News

Scientists identify key to abundant and cost-effective bio-fuels

(7 June 2006)

With ever growing urgency to find alternative sources of sustainable and carbon neutral energy, a team of scientists believe they have found the key to making bio-fuels a viable option for future energy resources. The team from Durham University’s School of Biological and Biomedical Sciences has identified a particular plant gene which could significantly increase the yield of crop plants such as oil-seed rape, so that these crops could be used as bio-fuels or converted into bio-ethanol for use in vehicles.

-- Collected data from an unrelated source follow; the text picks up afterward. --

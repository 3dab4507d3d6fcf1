use crate::output::print_success;
use unikit_core::{Providers, Result};

pub async fn image(image: String, force: bool, providers: &Providers) -> Result<()> {
    let provider = providers.provider_for_image(&image).await?;
    provider.delete_image(&image, force).await?;
    print_success(&format!("Image {image} deleted"));
    Ok(())
}

pub async fn instance(instance: String, providers: &Providers) -> Result<()> {
    let provider = providers.provider_for_instance(&instance).await?;
    provider.delete_instance(&instance).await?;
    print_success(&format!("Instance {instance} deleted"));
    Ok(())
}

pub async fn volume(volume: String, force: bool, providers: &Providers) -> Result<()> {
    let provider = providers.provider_for_volume(&volume).await?;
    provider.delete_volume(&volume, force).await?;
    print_success(&format!("Volume {volume} deleted"));
    Ok(())
}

The team has identified a gene in the weed Arabidopsis thaliana, commonly known as Thale Cress, which acts as a molecular switch; if ‘turned on’ in tissues like leaves and stems, this switch promotes the massive accumulation of starch and oil. These molecular switches activate the whole biosynthetic pathway, allowing significant production of raw materials for energy in areas of plant tissue other than the seed, which is where they usually accumulate. “It’s a win/win situation” comments Professor Keith Lindsey from Durham University “The production of energy from specially grown crops is 'carbon neutral' – the energy producing elements are made in the plant from carbon dioxide taken up from the air. Any CO2 released back into the atmosphere is only replacing that taken out to make the oils and starches in the first place, so there is no contribution to global warming.” Professor Lindsey continued: “With increased dependence on motorised transport, diminishing mineral resources and increased global warming means that governments around the world are turning their attention to a range of alternative fuel sources. Crop plants, such as oil seed rape, offer the potential for industrial-scale renewable energy supplies – vegetable oils can be converted to bio-diesel and starches to bio-ethanol, a petrol substitute. But land availability, demand on water and crop yields mean bio-fuels are still an expensive option – we believe we have found a way to make bio-fuels viable.” The beauty of this research is that it is not only applicable to bio-fuels – if the team can consistently identify these molecular switches it could have huge impact on crops grown for food, particularly increasing yields in countries where good agricultural land is sparse.